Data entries
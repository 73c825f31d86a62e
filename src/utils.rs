/// Install a default `tracing` subscriber reading the `RUST_LOG` filter.
///
/// Convenience for applications that don't configure their own subscriber;
/// calling it twice is an error surfaced by the registry.
#[cfg(feature = "logging")]
pub fn init_logging() -> anyhow::Result<()> {
    use tracing_subscriber::layer::SubscriberExt;
    use tracing_subscriber::util::SubscriberInitExt;

    tracing_subscriber::registry()
        .with(tracing_subscriber::EnvFilter::from_default_env())
        .with(tracing_subscriber::fmt::layer())
        .try_init()?;

    Ok(())
}
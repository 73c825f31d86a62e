#![forbid(unsafe_code)]
#![doc = include_str!("../README.md")]

mod cache;
mod data;
mod error;
mod executor;
mod goal;
mod meta;
mod name;
mod task;
mod utils;
mod workspace;

pub use crate::cache::{Cache, CacheValue, IdentityFn};
pub use crate::data::{Data, DataNode, DataNodeBuilder};
pub use crate::error::{CacheError, GoalError, NameError, SharedError, WorkspaceError};
pub use crate::executor::Executor;
pub use crate::goal::{DynGoal, Goal, Outcome};
pub use crate::meta::{Meta, Value};
pub use crate::name::Name;
pub use crate::task::{Dependency, PipeTask, Task, TaskContext, TaskModel, TaskModelBuilder};
#[cfg(feature = "logging")]
pub use crate::utils::init_logging;
pub use crate::workspace::{Workspace, WorkspaceBuilder};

**TASK GOAL**
Across the records above, show each line containing the word "executor".

**SOLVED EXERCISE**
mod executor;
pub use crate::executor::Executor;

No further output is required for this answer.